The spread of misinformation has reached epidemic proportions. The World Health Organization (WHO) has even referred to this spread as a global “infodemic.” As governments and social media companies scramble for solutions, there has been a revival of the classic social psychological approach called “inoculation theory.”

A Psychological Vaccine Against Misinformation

In the 1960s, concerns grew among US government officials that captured American soldiers might be brainwashed by enemy troops. This prompted social psychologist William McGuire to think afresh about how people could learn to resist unwanted persuasion. One suggestion was for a “vaccine for brainwash,” in other words a “psychological inoculation.”

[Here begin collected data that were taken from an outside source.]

use std::fs::{File, OpenOptions};
use std::path::Path;
use std::process::ExitCode;
use std::sync::{Arc, Mutex};
use std::time::Duration;

use clap::{Parser, Subcommand};
use tokio_util::sync::CancellationToken;
use tracing_subscriber::EnvFilter;
use tracing_subscriber::fmt;
use tracing_subscriber::layer::SubscriberExt;
use tracing_subscriber::util::SubscriberInitExt;

use alpha_assistant::config::file::config_file_path;
use alpha_assistant::config::{LOG_FILE_NAME, data_dir_from};
use alpha_assistant::display::run_console_display;
use alpha_assistant::platform::{self, DryRunExecutor};
use alpha_assistant::voice::{
    AudioCapture, AudioPlayback, ConsoleListener, ConsoleSpeaker, DetectorState, Listener,
    MicListener, POLL_INTERVAL, Pcm, SAMPLE_RATE, Speaker, SpeechToText, TextToSpeech,
    VoiceSpeaker, WakeWordDetector, rms_energy,
};
use alpha_assistant::{
    Config, ConversationLoop, Dispatcher, Feedback, GeminiClassifier, IntentClassifier,
    PlatformExecutor, status_channel,
};

/// Alpha - wake-word voice assistant for the desktop
#[derive(Parser)]
#[command(name = "alpha", version, about)]
struct Cli {
    /// Increase verbosity (-v, -vv, -vvv)
    #[arg(short, long, action = clap::ArgAction::Count)]
    verbose: u8,

    /// Read commands from stdin and print replies instead of using audio
    #[arg(long, env = "ALPHA_TEXT_MODE")]
    text: bool,

    /// Log actions instead of executing them
    #[arg(long)]
    dry_run: bool,

    /// Override the configured wake phrase
    #[arg(short, long)]
    wake_word: Option<String>,

    #[command(subcommand)]
    command: Option<Command>,
}

#[derive(Subcommand)]
enum Command {
    /// Classify a command and print the resulting intent
    Classify {
        /// Command text, as it would be transcribed
        text: String,
    },
    /// Show microphone levels and detected speech
    TestMic {
        /// Duration in seconds
        #[arg(short, long, default_value = "5")]
        duration: u64,
    },
    /// Play a chime on the default output device
    TestSpeaker,
    /// Speak text through the configured TTS provider
    TestTts {
        /// Text to speak
        #[arg(default_value = "Hello! This is a test of the text to speech system.")]
        text: String,
    },
    /// Print where the config file is read from
    ConfigPath,
}

#[tokio::main]
async fn main() -> ExitCode {
    let cli = Cli::parse();

    let filter = match cli.verbose {
        0 => "info,alpha_assistant=info",
        1 => "info,alpha_assistant=debug",
        2 => "debug",
        _ => "trace",
    };

    let log_path = data_dir_from(|key| std::env::var(key).ok()).join(LOG_FILE_NAME);

    // Console output plus a plain-text copy in the data directory
    let (file_layer, log_error) = match open_log_file(&log_path) {
        Ok(file) => (
            Some(fmt::layer().with_ansi(false).with_writer(Mutex::new(file))),
            None,
        ),
        Err(e) => (None, Some(e)),
    };
    tracing_subscriber::registry()
        .with(EnvFilter::new(filter))
        .with(fmt::layer().with_writer(std::io::stderr))
        .with(file_layer)
        .init();

    if let Some(e) = log_error {
        tracing::warn!(path = %log_path.display(), error = %e, "log file unavailable");
    }

    match run(cli).await {
        Ok(()) => ExitCode::SUCCESS,
        Err(e) => {
            tracing::error!("fatal: {e}");
            ExitCode::FAILURE
        }
    }
}

/// Open the log for appending, creating its directory first
fn open_log_file(path: &Path) -> std::io::Result<File> {
    if let Some(dir) = path.parent() {
        std::fs::create_dir_all(dir)?;
    }
    OpenOptions::new().create(true).append(true).open(path)
}

#[allow(clippy::future_not_send)]
async fn run(cli: Cli) -> anyhow::Result<()> {
    if let Some(cmd) = cli.command {
        return match cmd {
            Command::Classify { text } => classify(&text).await,
            Command::TestMic { duration } => test_mic(duration).await,
            Command::TestSpeaker => test_speaker().await,
            Command::TestTts { text } => test_tts(&text).await,
            Command::ConfigPath => {
                match config_file_path() {
                    Some(path) => println!("{}", path.display()),
                    None => println!("no config directory on this platform"),
                }
                Ok(())
            }
        };
    }

    let mut config = Config::load_with_options(cli.text);
    if let Some(wake_word) = cli.wake_word {
        config.wake_words = vec![wake_word.trim().to_lowercase()];
    }
    tracing::debug!(?config, "loaded configuration");

    tracing::info!(
        wake_words = ?config.wake_words,
        voice = config.voice.enabled,
        dry_run = cli.dry_run,
        "starting alpha"
    );

    let cancel = CancellationToken::new();
    {
        let cancel = cancel.clone();
        tokio::spawn(async move {
            if tokio::signal::ctrl_c().await.is_ok() {
                tracing::info!("interrupt received");
                cancel.cancel();
            }
        });
    }

    let (status_tx, status_rx) = status_channel();
    let display = tokio::spawn(run_console_display(status_rx));

    let (listener, speaker) = build_io(&config);
    let executor: Arc<dyn PlatformExecutor> = if cli.dry_run {
        Arc::new(DryRunExecutor)
    } else {
        platform::native()
    };
    tracing::info!(executor = executor.name(), "platform executor ready");

    let classifier: Arc<dyn IntentClassifier> = Arc::new(GeminiClassifier::new(
        config.api_keys.gemini.clone(),
        config.nlu.model.clone(),
        config.nlu.timeout,
    ));
    let dispatcher = Dispatcher::new(
        executor,
        config.actions.clone(),
        config.conversation.short_window,
    );
    let feedback = Feedback::new(speaker, status_tx);

    let wake_word = config
        .wake_words
        .first()
        .cloned()
        .unwrap_or_else(|| alpha_assistant::config::DEFAULT_WAKE_WORD.to_string());

    let mut conversation = ConversationLoop::new(
        listener,
        classifier,
        dispatcher,
        feedback,
        config.conversation.clone(),
    )
    .with_wake_word(wake_word)
    .with_listening_prompt(config.listening_prompt.clone());

    let result = conversation.run(&cancel).await;

    // Closes the status channel so the display drains and exits
    drop(conversation);
    let _ = display.await;

    result.map_err(Into::into)
}

/// Microphone and TTS when voice works, console otherwise
fn build_io(config: &Config) -> (Box<dyn Listener>, Box<dyn Speaker>) {
    let console = || -> (Box<dyn Listener>, Box<dyn Speaker>) {
        (
            Box::new(ConsoleListener::stdin(config.wake_words.clone())),
            Box::new(ConsoleSpeaker),
        )
    };

    if !config.voice.enabled {
        tracing::info!("text mode, reading commands from stdin");
        return console();
    }

    match build_voice_io(config) {
        Ok(io) => io,
        Err(e) => {
            tracing::warn!(error = %e, "voice unavailable, falling back to text mode");
            console()
        }
    }
}

fn build_voice_io(
    config: &Config,
) -> alpha_assistant::Result<(Box<dyn Listener>, Box<dyn Speaker>)> {
    let detector = WakeWordDetector::new(config.wake_words.clone())?;
    let stt = SpeechToText::from_config(&config.voice, &config.api_keys)?;
    let tts = TextToSpeech::from_config(&config.voice, &config.api_keys)?;

    let speaker = VoiceSpeaker::new(tts)?;
    let listener = MicListener::new(detector, stt)?;
    Ok((Box::new(listener), Box::new(speaker)))
}

/// Classify one command and print the intent as JSON
async fn classify(text: &str) -> anyhow::Result<()> {
    let config = Config::load();
    let classifier = GeminiClassifier::new(
        config.api_keys.gemini.clone(),
        config.nlu.model.clone(),
        config.nlu.timeout,
    );

    let intent = classifier.classify(text).await;
    println!("{}", serde_json::to_string_pretty(&intent)?);
    Ok(())
}

/// Show input levels and whether the detector would hear speech
#[allow(clippy::future_not_send)]
async fn test_mic(duration: u64) -> anyhow::Result<()> {
    let mut capture = AudioCapture::new()?;
    let mut detector = WakeWordDetector::new(vec!["test".to_string()])?;
    capture.start()?;

    println!("Listening for {duration}s at {SAMPLE_RATE} Hz; say something.");

    let deadline = tokio::time::Instant::now() + Duration::from_secs(duration);
    let mut loudest = 0.0f32;
    let mut segments = 0u32;

    while tokio::time::Instant::now() < deadline {
        tokio::time::sleep(POLL_INTERVAL * 3).await;

        let samples = capture.take_buffer();
        let level = rms_energy(&samples);
        loudest = loudest.max(level);

        if detector.process(&samples) {
            segments += 1;
            detector.reset();
        }
        let speaking = detector.state() == DetectorState::Listening;

        println!("{} {level:.4}{}", level_bar(level), if speaking { "  (speech)" } else { "" });
    }

    capture.stop();

    println!("Loudest level {loudest:.4}, {segments} speech segment(s) detected.");
    if segments == 0 {
        println!("No speech was detected. Check the default input device and its gain.");
    }
    Ok(())
}

/// Fixed-width text meter for an RMS level
fn level_bar(level: f32) -> String {
    const WIDTH: usize = 40;
    #[allow(
        clippy::cast_possible_truncation,
        clippy::cast_precision_loss,
        clippy::cast_sign_loss
    )]
    let filled = ((level * 4.0).min(1.0) * WIDTH as f32) as usize;
    format!("|{}{}|", "#".repeat(filled), ".".repeat(WIDTH - filled))
}

/// Play a three-note chime through the resampling playback path
#[allow(clippy::future_not_send)]
async fn test_speaker() -> anyhow::Result<()> {
    const RATE: u32 = 22_050;
    const NOTES: [f32; 3] = [523.25, 659.25, 783.99];
    const NOTE_SECS: f32 = 0.4;

    let mut playback = AudioPlayback::new()?;

    #[allow(clippy::cast_possible_truncation, clippy::cast_sign_loss)]
    let note_len = (RATE as f32 * NOTE_SECS) as usize;
    #[allow(clippy::cast_precision_loss)]
    let samples: Vec<f32> = NOTES
        .iter()
        .flat_map(|&freq| {
            (0..note_len).map(move |i| {
                let t = i as f32 / RATE as f32;
                // Short fade keeps note edges from clicking
                let fade = (1.0 - t / NOTE_SECS).min(t * 50.0).clamp(0.0, 1.0);
                (std::f32::consts::TAU * freq * t).sin() * 0.25 * fade
            })
        })
        .collect();

    println!("Playing a rising chime ({RATE} Hz source)...");
    playback
        .play(Pcm {
            samples,
            sample_rate: RATE,
        })
        .await?;
    println!("Done. Three rising notes means output and resampling both work.");

    Ok(())
}

/// Speak `text` the way the assistant would
#[allow(clippy::future_not_send)]
async fn test_tts(text: &str) -> anyhow::Result<()> {
    let config = Config::load();
    let tts = TextToSpeech::from_config(&config.voice, &config.api_keys)?;
    let provider = tts.provider();
    let mut speaker = VoiceSpeaker::new(tts)?;

    let started = std::time::Instant::now();
    speaker.speak(text).await?;
    println!(
        "Spoke {} characters via {provider:?} in {:.1}s.",
        text.chars().count(),
        started.elapsed().as_secs_f32()
    );

    Ok(())
}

Psychological inoculation follows the immunization analogy. In vaccines, a weakened dose of a virus triggers antibodies, enabling the body to more easily ward off future infection. Similarly, a persuasion “vaccine” triggers a thought process akin to “mental antibodies,” conferring attitudinal resistance against future persuasion attempts.

In the first step of the persuasion vaccine, a person must be warned that a persuasion attempt is imminent. This “forewarning” causes a sense of threat that activates our internal defenses. Second, there is a refutational pre-emption or “prebunk,” where individuals are exposed to a severely weakened dose of the persuasive challenge along with a clear guide on how to effectively counter-argue and resist the persuasion attempt.

Our research team has revived inoculation theory in the context of online misinformation. First, we built upon the idea that revealing manipulative intent is a powerful way to induce resistance to persuasion. Second, we revisited an early hypothesis that “active” inoculations—where people generate their own counter-arguments against impending persuasion attempts—are more effective than “passive” inoculations where counter-arguments were simply provided to people. Together with other colleagues, we used these insights to give birth to the idea of prebunking, whereby forewarning people of the possibility of being exposed to manipulative misinformation, combined with training them in advance on how to counter-argue if they did encounter it, should reduce susceptibility to misinformation.

Game On: Active Inoculation via Playing a Game

What would our online inoculation task look like? Our answer was an online game we created called Bad News, in which people pretend to be a fake news creator. The game simulates a social media feed to give people the experience of navigating news media online. In the game, players create their own content and learn about six key misinformation tactics (“the six degrees of manipulation”) that are commonly used in our current media culture:

  • Fearmongering
  • Conspiracy theories
  • Impersonating experts
  • Polarization
  • Trolling
  • Discrediting

The game thus provides a forewarning about what manipulative tactics look like and then players interact with weakened doses of these tactics, for example, by creating their own conspiracy theory or impersonating an expert, thereby offering (inter)active inoculation.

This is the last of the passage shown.